Returns: a numpy array with the encoded representation of inputData

def encodedBitDescription	(	self,
		bitOffset,
		formatted = `False`
	)

Return a description of the given bit in the encoded output.

 This will include the field name and the offset within the field.

Parameters

bitOffset	Offset of the bit to get the description of
formatted	If True, the bitOffset is w.r.t. formatted output, which includes separators

Returns: tuple(fieldName, offsetWithinField)

def encodeIntoArray	(	self,
		inputData,
		output
	)

Encodes inputData and puts the encoded value into the numpy output array, which is a 1-D array of length returned by getWidth().

 Note: The numpy output array is reused, so clear it before updating it.

Parameters

inputData	Data to encode. This should be validated by the encoder.
output	numpy 1-D array of same length returned by getWidth()

def formatBits	(	self,
		inarray,
		outarray,
		scale = `1`,
		blank = `255`,
		leftpad = `0`
	)

Copy one array to another, inserting blanks between fields (for display) If leftpad is one, then there is a dummy value at element 0 of the arrays, and we should start our counting from 1 rather than 0.

Parameters

inarray	TODO: document
outarray	TODO: document
scale	TODO: document
blank	TODO: document
leftpad	TODO: document

def getBucketIndices	(	self,
		inputData
	)

Returns an array containing the sub-field bucket indices for each sub-field of the inputData.

To get the associated field names for each of the buckets, call getScalarNames().

Parameters

inputData The data from the source. This is typically a object with members.

Returns: array of bucket indices

def getBucketInfo	(	self,
		buckets
	)

Returns a list of EncoderResult namedtuples describing the inputs for each sub-field that correspond to the bucket indices passed in 'buckets'.

 To get the associated field names for each of the values, call getScalarNames().

Parameters

buckets The list of bucket indices, one for each sub-field encoder. These bucket indices for example may have been retrieved from the getBucketIndices() call. A list of EncoderResult namedtuples. Each EncoderResult has three attributes:

value: This is the value for the sub-field in a format that is consistent with the type specified by getDecoderOutputFieldTypes(). Note that this value is not necessarily numeric.
scalar: The scalar representation of value. This number is consistent with what is returned by getScalars(). This value is always an int or float, and can be used for numeric comparisons
encoding This is the encoded bit-array (numpy array) that represents 'value'. That is, if 'value' was passed to encode(), an identical bit-array should be returned

def getBucketValues ( self )

Returns a list of items, one for each bucket defined by this encoder.
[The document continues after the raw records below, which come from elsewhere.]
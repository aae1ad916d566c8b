//! # ticketmint-issuance
//!
//! The ticket issuance and NFT minting pipeline:
//!
//! - [`TicketIssuer`]: allocates per-event sequential numbers, builds
//!   metadata, and persists issuance batches atomically.
//! - [`BlockchainMinter`]: uploads metadata, submits the batch mint, and
//!   reconciles the confirmed outcome into ticket and job state.
//! - [`MintWorker`]: drains the queue with bounded concurrency and one
//!   in-flight job per event.
//! - [`RetryCoordinator`]: operator-triggered reset of failed jobs.
//! - [`StatusAggregator`]: read-only per-event mint rollup.
//!
//! Every collaborator is injected through the `ticketmint-core` traits,
//! so the whole pipeline runs against PostgreSQL and a real node in
//! production and against in-memory doubles in tests.

pub mod issuer;
pub mod minter;
pub mod retry;
pub mod status;
pub mod worker;

pub use issuer::{IssueMintStatus, IssueOutcome, IssueRequest, MintMode, TicketIssuer, MAX_QUANTITY};
pub use minter::{BlockchainMinter, MinterConfig};
pub use retry::RetryCoordinator;
pub use status::StatusAggregator;
pub use worker::{MintWorker, WorkerConfig};
//! Conversions between domain values and their column representations.
//!
//! Addresses and token ids are stored as text (hex for addresses, decimal
//! for token ids) so the schema stays portable across managed Postgres
//! offerings without custom numeric domains.

use primitive_types::{H160, U256};
use std::str::FromStr;
use ticketmint_core::CoreError;

pub(crate) fn address_to_text(address: H160) -> String {
    format!("{address:#x}")
}

pub(crate) fn address_from_text(text: &str) -> Result<H160, CoreError> {
    let digits = text.strip_prefix("0x").unwrap_or(text);
    H160::from_str(digits)
        .map_err(|e| CoreError::Persistence(format!("invalid address column {text}: {e}")))
}

pub(crate) fn token_id_to_text(token_id: U256) -> String {
    token_id.to_string()
}

pub(crate) fn token_id_from_text(text: &str) -> Result<U256, CoreError> {
    U256::from_dec_str(text)
        .map_err(|e| CoreError::Persistence(format!("invalid token id column {text}: {e}")))
}

#[cfg(test)]
#[allow(clippy::unwrap_used)]
mod tests {
    use super::*;

    #[test]
    fn address_roundtrip() {
        let addr = H160::repeat_byte(0xab);
        let text = address_to_text(addr);
        assert!(text.starts_with("0x"));
        assert_eq!(address_from_text(&text).unwrap(), addr);
    }

    #[test]
    fn token_id_roundtrip() {
        let id = U256::from(123_456u64);
        assert_eq!(token_id_to_text(id), "123456");
        assert_eq!(token_id_from_text("123456").unwrap(), id);
        assert!(token_id_from_text("not-a-number").is_err());
    }
}
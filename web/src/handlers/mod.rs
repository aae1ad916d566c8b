//! HTTP handlers for the ticketmint API.

pub mod health;
pub mod mint;
pub mod tickets;
//! # ticketmint-core
//!
//! Domain types, error taxonomy, and the trait seams of the ticketmint
//! platform: tickets, mint jobs, NFT metadata, repositories, and the
//! blockchain/storage collaborators consumed by the minting pipeline.
//!
//! This crate performs no I/O. Everything here is either a value type or a
//! trait implemented elsewhere (PostgreSQL, chain clients, test doubles).

pub mod chain;
pub mod error;
pub mod metadata;
pub mod repository;
pub mod types;

pub use chain::{MetadataStore, MintReceipt, NftContract};
pub use error::{CoreError, Result};
pub use metadata::{build_ticket_metadata, NftAttribute, NftMetadata, TicketTemplate};
pub use repository::{EventRepository, MintQueue, TicketRepository, TicketStatusCounts};
pub use types::{
    EventId, EventRecord, JobId, JobStatus, MintJob, MintStatus, MintSummary, NewTicket, Ticket,
    TicketId, TicketStatus,
};
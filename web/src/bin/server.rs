//! Ticketmint server.
//!
//! Wires the PostgreSQL stores, chain clients, pipeline services, and the
//! queue worker, then serves the HTTP API until Ctrl+C.

use std::sync::Arc;
use std::time::Duration;
use ticketmint_chain::{ContractConfig, IpfsMetadataStore, JsonRpcClient, TicketNftContract};
use ticketmint_issuance::{
    BlockchainMinter, MinterConfig, MintWorker, RetryCoordinator, StatusAggregator, TicketIssuer,
    WorkerConfig,
};
use ticketmint_postgres::PostgresStores;
use ticketmint_web::{build_router, AppState, Config};
use tokio::sync::watch;
use tracing_subscriber::{layer::SubscriberExt, util::SubscriberInitExt};

#[tokio::main]
async fn main() -> Result<(), Box<dyn std::error::Error>> {
    let _ = dotenvy::dotenv();

    tracing_subscriber::registry()
        .with(
            tracing_subscriber::EnvFilter::try_from_default_env()
                .unwrap_or_else(|_| "info,ticketmint=debug,sqlx=warn".into()),
        )
        .with(tracing_subscriber::fmt::layer())
        .init();

    let config = Config::from_env();
    tracing::info!(
        postgres = %config.postgres.url,
        rpc = %config.chain.rpc_url,
        ipfs = %config.ipfs.api_url,
        mode = ?config.mint_mode(),
        "Configuration loaded"
    );

    // Persistence
    let stores = PostgresStores::connect(
        &config.postgres.url,
        config.postgres.max_connections,
        Duration::from_secs(config.postgres.connect_timeout),
    )
    .await?;
    stores.migrate().await?;
    tracing::info!("Database ready");

    let events = Arc::new(stores.events.clone());
    let tickets = Arc::new(stores.tickets.clone());
    let queue = Arc::new(stores.mint_queue.clone());

    // Chain collaborators
    let rpc = JsonRpcClient::new(config.chain.rpc_url.clone());
    let contract = Arc::new(TicketNftContract::new(
        rpc,
        ContractConfig {
            confirmation_timeout: Duration::from_secs(config.chain.confirmation_timeout),
            poll_interval: Duration::from_secs(config.chain.poll_interval),
        },
    ));
    let storage = Arc::new(IpfsMetadataStore::new(config.ipfs.api_url.clone()));

    // Pipeline services
    let minter = Arc::new(BlockchainMinter::new(
        events.clone() as _,
        tickets.clone() as _,
        queue.clone() as _,
        contract as _,
        storage as _,
        MinterConfig::default(),
    ));
    let issuer = Arc::new(TicketIssuer::new(
        events.clone() as _,
        tickets.clone() as _,
        queue.clone() as _,
        Arc::clone(&minter),
        config.mint_mode(),
    ));
    let retry = Arc::new(RetryCoordinator::new(queue.clone() as _));
    let status = Arc::new(StatusAggregator::new(
        tickets.clone() as _,
        queue.clone() as _,
    ));

    // Queue worker
    let (shutdown_tx, shutdown_rx) = watch::channel(false);
    let worker = Arc::new(MintWorker::new(
        queue.clone() as _,
        tickets.clone() as _,
        Arc::clone(&minter),
        WorkerConfig {
            poll_interval: Duration::from_secs(config.worker.poll_interval),
            batch_size: config.worker.batch_size,
            concurrency: config.worker.concurrency,
            stale_after: chrono::Duration::seconds(
                i64::try_from(config.worker.stale_after).unwrap_or(600),
            ),
        },
    ));
    let worker_handle = tokio::spawn(worker.run(shutdown_rx));

    // HTTP server
    let state = AppState {
        events: events as _,
        tickets: tickets as _,
        issuer,
        retry,
        status,
    };
    let router = build_router(state);

    let addr = format!("{}:{}", config.server.host, config.server.port);
    let listener = tokio::net::TcpListener::bind(&addr).await?;
    tracing::info!(addr = %addr, "Ticketmint server listening");

    axum::serve(listener, router)
        .with_graceful_shutdown(async {
            let _ = tokio::signal::ctrl_c().await;
        })
        .await?;

    tracing::info!("Shutting down");
    let _ = shutdown_tx.send(true);
    let _ = worker_handle.await;

    Ok(())
}
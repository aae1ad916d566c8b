//! # ticketmint-web
//!
//! Axum HTTP surface for the ticketmint platform: issuance, mint status,
//! retry, and guarded deletion endpoints over the pipeline services.
//!
//! Handlers hold no business logic: they parse requests, call the
//! injected services, and map domain errors to HTTP responses through
//! [`AppError`].

pub mod config;
pub mod error;
pub mod handlers;
pub mod routes;
pub mod state;

pub use config::Config;
pub use error::AppError;
pub use routes::build_router;
pub use state::AppState;
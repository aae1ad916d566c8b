//! Operator-triggered recovery of failed mint jobs.

use std::sync::Arc;
use ticketmint_core::{EventId, MintQueue, Result};

/// Resets failed queue entries so the worker picks them up again.
///
/// Purely a state transition: nothing is resubmitted to the chain here,
/// and retries are never automatic, so on-chain cost stays under human
/// control.
pub struct RetryCoordinator {
    queue: Arc<dyn MintQueue>,
}

impl RetryCoordinator {
    /// Create a coordinator over the queue.
    #[must_use]
    pub fn new(queue: Arc<dyn MintQueue>) -> Self {
        Self { queue }
    }

    /// Reset every failed job of the event to pending. Idempotent:
    /// with no failed jobs it returns 0 and changes nothing.
    ///
    /// # Errors
    ///
    /// Returns `Persistence` on write failure.
    pub async fn retry(&self, event_id: EventId) -> Result<u64> {
        let reset = self.queue.reset_failed(event_id).await?;

        tracing::info!(event_id = %event_id, reset, "Mint retry requested");

        Ok(reset)
    }
}
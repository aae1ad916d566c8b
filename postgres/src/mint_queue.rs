//! PostgreSQL mint job queue.
//!
//! Job claiming is a conditional UPDATE: the transition only applies when
//! the row is still in the expected state, and zero affected rows means
//! another worker won the race. The queue owns job rows only; ticket
//! write-backs belong to the minter.

use async_trait::async_trait;
use chrono::{Duration, Utc};
use primitive_types::U256;
use sqlx::{PgPool, Row};
use ticketmint_core::{
    CoreError, EventId, JobId, JobStatus, MintJob, MintQueue, Result, TicketId,
};
use uuid::Uuid;

/// PostgreSQL-backed [`MintQueue`].
#[derive(Clone)]
pub struct PostgresMintQueue {
    pool: PgPool,
}

impl PostgresMintQueue {
    /// Create a queue over a connection pool.
    #[must_use]
    pub const fn new(pool: PgPool) -> Self {
        Self { pool }
    }

    async fn fetch(&self, job_id: JobId) -> Result<Option<MintJob>> {
        let row = sqlx::query(&format!(
            "SELECT {JOB_COLUMNS} FROM mint_jobs WHERE job_id = $1"
        ))
        .bind(job_id.as_uuid())
        .fetch_optional(&self.pool)
        .await
        .map_err(|e| db_err("failed to get job", e))?;

        row.as_ref().map(row_to_job).transpose()
    }
}

const JOB_COLUMNS: &str = r"job_id, event_id, ticket_refs, status, retry_count,
       error_message, created_at, claimed_at, processed_at";

fn db_err(context: &str, e: impl std::fmt::Display) -> CoreError {
    CoreError::Persistence(format!("{context}: {e}"))
}

fn row_to_job(row: &sqlx::postgres::PgRow) -> Result<MintJob> {
    let job_id: Uuid = row.try_get("job_id").map_err(|e| db_err("job row", e))?;
    let event_id: Uuid = row.try_get("event_id").map_err(|e| db_err("job row", e))?;
    let refs: Vec<Uuid> = row
        .try_get("ticket_refs")
        .map_err(|e| db_err("job row", e))?;
    let status: String = row.try_get("status").map_err(|e| db_err("job row", e))?;

    Ok(MintJob {
        job_id: JobId::from_uuid(job_id),
        event_id: EventId::from_uuid(event_id),
        ticket_refs: refs.into_iter().map(TicketId::from_uuid).collect(),
        status: JobStatus::parse(&status)?,
        retry_count: row
            .try_get("retry_count")
            .map_err(|e| db_err("job row", e))?,
        error_message: row
            .try_get("error_message")
            .map_err(|e| db_err("job row", e))?,
        created_at: row
            .try_get("created_at")
            .map_err(|e| db_err("job row", e))?,
        claimed_at: row
            .try_get("claimed_at")
            .map_err(|e| db_err("job row", e))?,
        processed_at: row
            .try_get("processed_at")
            .map_err(|e| db_err("job row", e))?,
    })
}

#[async_trait]
impl MintQueue for PostgresMintQueue {
    async fn enqueue(&self, event_id: EventId, ticket_refs: Vec<TicketId>) -> Result<MintJob> {
        if ticket_refs.is_empty() {
            return Err(CoreError::Validation("empty mint job".to_string()));
        }

        let job = MintJob {
            job_id: JobId::new(),
            event_id,
            ticket_refs,
            status: JobStatus::Pending,
            retry_count: 0,
            error_message: None,
            created_at: Utc::now(),
            claimed_at: None,
            processed_at: None,
        };

        let refs: Vec<Uuid> = job.ticket_refs.iter().map(|id| *id.as_uuid()).collect();
        sqlx::query(
            r"
            INSERT INTO mint_jobs (job_id, event_id, ticket_refs, status, retry_count, created_at)
            VALUES ($1, $2, $3, 'pending', 0, $4)
            ",
        )
        .bind(job.job_id.as_uuid())
        .bind(event_id.as_uuid())
        .bind(&refs)
        .bind(job.created_at)
        .execute(&self.pool)
        .await
        .map_err(|e| db_err("failed to enqueue job", e))?;

        tracing::info!(
            job_id = %job.job_id,
            event_id = %event_id,
            tickets = job.ticket_refs.len(),
            "Mint job enqueued"
        );
        metrics::counter!("mint_queue.enqueued").increment(1);

        Ok(job)
    }

    async fn get(&self, job_id: JobId) -> Result<MintJob> {
        self.fetch(job_id)
            .await?
            .ok_or_else(|| CoreError::not_found("MintJob", job_id))
    }

    async fn list_by_event(&self, event_id: EventId) -> Result<Vec<MintJob>> {
        let rows = sqlx::query(&format!(
            "SELECT {JOB_COLUMNS} FROM mint_jobs WHERE event_id = $1 ORDER BY created_at DESC"
        ))
        .bind(event_id.as_uuid())
        .fetch_all(&self.pool)
        .await
        .map_err(|e| db_err("failed to list jobs", e))?;

        rows.iter().map(row_to_job).collect()
    }

    async fn list_pending(&self, limit: usize) -> Result<Vec<MintJob>> {
        let rows = sqlx::query(&format!(
            "SELECT {JOB_COLUMNS} FROM mint_jobs WHERE status = 'pending'
             ORDER BY created_at ASC LIMIT $1"
        ))
        .bind(i64::try_from(limit).unwrap_or(i64::MAX))
        .fetch_all(&self.pool)
        .await
        .map_err(|e| db_err("failed to list pending jobs", e))?;

        rows.iter().map(row_to_job).collect()
    }

    async fn mark_processing(&self, job_id: JobId) -> Result<MintJob> {
        let row = sqlx::query(&format!(
            "UPDATE mint_jobs
             SET status = 'processing', claimed_at = NOW(), retry_count = retry_count + 1
             WHERE job_id = $1 AND status = 'pending'
             RETURNING {JOB_COLUMNS}"
        ))
        .bind(job_id.as_uuid())
        .fetch_optional(&self.pool)
        .await
        .map_err(|e| db_err("failed to claim job", e))?;

        match row {
            Some(row) => {
                metrics::counter!("mint_queue.claimed").increment(1);
                row_to_job(&row)
            }
            None => match self.fetch(job_id).await? {
                Some(job) => Err(CoreError::Conflict(format!(
                    "job {job_id} is {} and cannot be claimed",
                    job.status.as_str()
                ))),
                None => Err(CoreError::not_found("MintJob", job_id)),
            },
        }
    }

    async fn mark_minted(&self, job_id: JobId, token_ids: &[U256]) -> Result<()> {
        let job = self.get(job_id).await?;
        if token_ids.len() != job.ticket_refs.len() {
            return Err(CoreError::Validation(format!(
                "token count {} does not match job's {} tickets",
                token_ids.len(),
                job.ticket_refs.len()
            )));
        }

        let result = sqlx::query(
            r"
            UPDATE mint_jobs
            SET status = 'minted', error_message = NULL, processed_at = NOW()
            WHERE job_id = $1 AND status = 'processing'
            ",
        )
        .bind(job_id.as_uuid())
        .execute(&self.pool)
        .await
        .map_err(|e| db_err("failed to mark job minted", e))?;

        if result.rows_affected() == 0 {
            return Err(CoreError::Conflict(format!(
                "job {job_id} is not processing"
            )));
        }

        tracing::info!(job_id = %job_id, tokens = token_ids.len(), "Mint job completed");
        metrics::counter!("mint_queue.minted").increment(1);

        Ok(())
    }

    async fn mark_failed(&self, job_id: JobId, error_message: &str) -> Result<()> {
        let result = sqlx::query(
            r"
            UPDATE mint_jobs
            SET status = 'failed', error_message = $2, processed_at = NOW()
            WHERE job_id = $1 AND status = 'processing'
            ",
        )
        .bind(job_id.as_uuid())
        .bind(error_message)
        .execute(&self.pool)
        .await
        .map_err(|e| db_err("failed to mark job failed", e))?;

        if result.rows_affected() == 0 {
            return Err(CoreError::Conflict(format!(
                "job {job_id} is not processing"
            )));
        }

        tracing::warn!(job_id = %job_id, error = error_message, "Mint job failed");
        metrics::counter!("mint_queue.failed").increment(1);

        Ok(())
    }

    async fn reset_failed(&self, event_id: EventId) -> Result<u64> {
        let result = sqlx::query(
            r"
            UPDATE mint_jobs
            SET status = 'pending', retry_count = 0, error_message = NULL,
                claimed_at = NULL, processed_at = NULL
            WHERE event_id = $1 AND status = 'failed'
            ",
        )
        .bind(event_id.as_uuid())
        .execute(&self.pool)
        .await
        .map_err(|e| db_err("failed to reset jobs", e))?;

        let reset = result.rows_affected();
        if reset > 0 {
            tracing::info!(event_id = %event_id, reset, "Failed mint jobs reset");
            metrics::counter!("mint_queue.reset").increment(reset);
        }

        Ok(reset)
    }

    async fn reclaim_stale(&self, older_than: Duration) -> Result<Vec<MintJob>> {
        let cutoff = Utc::now() - older_than;
        let rows = sqlx::query(&format!(
            "UPDATE mint_jobs
             SET status = 'failed', error_message = 'processing timed out', processed_at = NOW()
             WHERE status = 'processing' AND claimed_at < $1
             RETURNING {JOB_COLUMNS}"
        ))
        .bind(cutoff)
        .fetch_all(&self.pool)
        .await
        .map_err(|e| db_err("failed to reclaim stale jobs", e))?;

        let jobs: Vec<MintJob> = rows.iter().map(row_to_job).collect::<Result<_>>()?;
        if !jobs.is_empty() {
            tracing::warn!(count = jobs.len(), "Stale processing jobs reclaimed");
            metrics::counter!("mint_queue.reclaimed").increment(jobs.len() as u64);
        }

        Ok(jobs)
    }
}
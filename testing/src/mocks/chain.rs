//! Scriptable doubles for the chain collaborators.

use async_trait::async_trait;
use primitive_types::{H160, H256, U256};
use std::sync::{Arc, Mutex};
use ticketmint_core::chain::{MetadataStore, MintReceipt, NftContract};
use ticketmint_core::{CoreError, NftMetadata, Result};

/// A recorded contract invocation.
#[derive(Clone, Debug)]
pub struct MintCall {
    /// Contract address the call targeted.
    pub contract: H160,
    /// Recipient wallet.
    pub recipient: H160,
    /// Token ids in submission order.
    pub token_ids: Vec<U256>,
    /// Metadata URIs in submission order.
    pub uris: Vec<String>,
}

/// [`NftContract`] double that succeeds by default and can be scripted to
/// fail, recording every call for assertions.
#[derive(Clone, Default)]
pub struct MockNftContract {
    calls: Arc<Mutex<Vec<MintCall>>>,
    failure: Arc<Mutex<Option<String>>>,
}

impl MockNftContract {
    /// Create a contract double that confirms every mint.
    #[must_use]
    pub fn new() -> Self {
        Self::default()
    }

    /// Make every subsequent mint fail with the given message.
    pub fn fail_with(&self, message: impl Into<String>) {
        if let Ok(mut failure) = self.failure.lock() {
            *failure = Some(message.into());
        }
    }

    /// Restore the default always-succeed behavior.
    pub fn succeed(&self) {
        if let Ok(mut failure) = self.failure.lock() {
            *failure = None;
        }
    }

    /// Every call made so far, in order.
    #[must_use]
    pub fn calls(&self) -> Vec<MintCall> {
        self.calls.lock().map(|c| c.clone()).unwrap_or_default()
    }

    fn record(&self, call: MintCall) -> Result<MintReceipt> {
        let token_ids = call.token_ids.clone();
        self.calls
            .lock()
            .map_err(|_| CoreError::Persistence("lock poisoned".to_string()))?
            .push(call);

        let scripted = self
            .failure
            .lock()
            .map_err(|_| CoreError::Persistence("lock poisoned".to_string()))?
            .clone();
        if let Some(message) = scripted {
            return Err(CoreError::ExternalService(message));
        }

        Ok(MintReceipt {
            transaction_hash: H256::repeat_byte(0x42),
            block_number: 1,
            token_ids,
        })
    }
}

#[async_trait]
impl NftContract for MockNftContract {
    async fn batch_mint(
        &self,
        contract: H160,
        recipient: H160,
        token_ids: &[U256],
        uris: &[String],
    ) -> Result<MintReceipt> {
        self.record(MintCall {
            contract,
            recipient,
            token_ids: token_ids.to_vec(),
            uris: uris.to_vec(),
        })
    }

    async fn mint(
        &self,
        contract: H160,
        recipient: H160,
        token_id: U256,
        uri: String,
    ) -> Result<MintReceipt> {
        self.record(MintCall {
            contract,
            recipient,
            token_ids: vec![token_id],
            uris: vec![uri],
        })
    }
}

/// [`MetadataStore`] double producing deterministic `memory://` URIs.
#[derive(Clone, Default)]
pub struct MockMetadataStore {
    uploads: Arc<Mutex<Vec<NftMetadata>>>,
    failure: Arc<Mutex<Option<String>>>,
}

impl MockMetadataStore {
    /// Create a store double that accepts every upload.
    #[must_use]
    pub fn new() -> Self {
        Self::default()
    }

    /// Make every subsequent upload fail with the given message.
    pub fn fail_with(&self, message: impl Into<String>) {
        if let Ok(mut failure) = self.failure.lock() {
            *failure = Some(message.into());
        }
    }

    /// Every document uploaded so far, in order.
    #[must_use]
    pub fn uploads(&self) -> Vec<NftMetadata> {
        self.uploads.lock().map(|u| u.clone()).unwrap_or_default()
    }
}

#[async_trait]
impl MetadataStore for MockMetadataStore {
    async fn upload(&self, document: &NftMetadata) -> Result<String> {
        let scripted = self
            .failure
            .lock()
            .map_err(|_| CoreError::Persistence("lock poisoned".to_string()))?
            .clone();
        if let Some(message) = scripted {
            return Err(CoreError::ExternalService(message));
        }

        self.uploads
            .lock()
            .map_err(|_| CoreError::Persistence("lock poisoned".to_string()))?
            .push(document.clone());

        // Content-derived address so identical documents share a URI.
        Ok(format!("memory://{}", document.name.replace(' ', "-")))
    }
}
//! Read-only rollup of per-event mint state.

use std::sync::Arc;
use ticketmint_core::{EventId, MintQueue, MintSummary, Result, TicketRepository};

/// Aggregates ticket counts and queue history for an event.
///
/// Never mutates anything and never fails on absence of data: an event
/// with no tickets and no jobs yields zero counts and an empty list.
pub struct StatusAggregator {
    tickets: Arc<dyn TicketRepository>,
    queue: Arc<dyn MintQueue>,
}

impl StatusAggregator {
    /// Create an aggregator over the read paths.
    #[must_use]
    pub fn new(tickets: Arc<dyn TicketRepository>, queue: Arc<dyn MintQueue>) -> Self {
        Self { tickets, queue }
    }

    /// Build the mint summary for an event.
    ///
    /// # Errors
    ///
    /// Returns `Persistence` on query failure.
    pub async fn summary(&self, event_id: EventId) -> Result<MintSummary> {
        let counts = self.tickets.status_counts(event_id).await?;
        let queue_jobs = self.queue.list_by_event(event_id).await?;

        Ok(MintSummary {
            total_tickets: counts.total,
            minted: counts.minted,
            pending: counts.pending,
            failed: counts.failed,
            queue_jobs,
        })
    }
}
 Each item is the value assigned to that bucket, this is the same as the
 EncoderResult.value that would be returned by getBucketInfo() for that
 bucket and is in the same format as the input that would be passed to
 encode().

 This call is faster than calling getBucketInfo() on each bucket individually
 if all you need are the bucket values.

 **Must be overridden by subclasses.**

Returns: list of items, each item representing the bucket value for that bucket.

def getDecoderOutputFieldTypes ( self )

Returns a sequence of field types corresponding to the elements in the decoded output field array.

The types are defined by nupic.data.fieldmeta.FieldMetaType.

Returns: list of nupic.data.fieldmeta.FieldMetaType objects

def getDescription ( self )

This returns a list of tuples, each containing (name, offset).

 The 'name' is a string description of each sub-field, and offset is the bit
 offset of the sub-field for that encoder.

 For now, only the 'multi' and 'date' encoders have multiple (name, offset)
 pairs. All other encoders have a single pair, where the offset is 0.

 **Must be overridden by subclasses.**

Returns: list of tuples containing (name, offset)

def getDisplayWidth ( self )

Calculate width of display for bits plus blanks between fields.

Returns: width of display for bits plus blanks between fields

def getEncodedValues	(	self,
		inputData
	)

Returns the input in the same format as is returned by topDownCompute().

 For most encoder types, this is the same as the input data.
 For instance, for scalar and category types, this corresponds to the numeric
 and string values, respectively, from the inputs. For datetime encoders, this
 returns the list of scalars for each of the sub-fields (timeOfDay, dayOfWeek, etc.)

 This method is essentially the same as getScalars() except that it returns
 strings

Parameters

inputData The input data in the format it is received from the data source

Returns: A list of values, in the same format and in the same order as they are returned by topDownCompute.

def getEncoderList ( self )

Returns: a reference to each sub-encoder in this encoder. They are returned in the same order as they are for getScalarNames() and getScalars().

def getFieldDescription	(	self,
		fieldName
	)

Return the offset and length of a given field within the encoded output.

Parameters

fieldName Name of the field

Returns: tuple(offset, width) of the field within the encoded output

def getScalarNames	(	self,
		parentFieldName = `''`
	)

Return the field names for each of the scalar values returned by getScalars.

Parameters

parentFieldName The name of the encoder which is our parent. This name is prefixed to each of the field names within this encoder to form the keys of the dict() in the retval.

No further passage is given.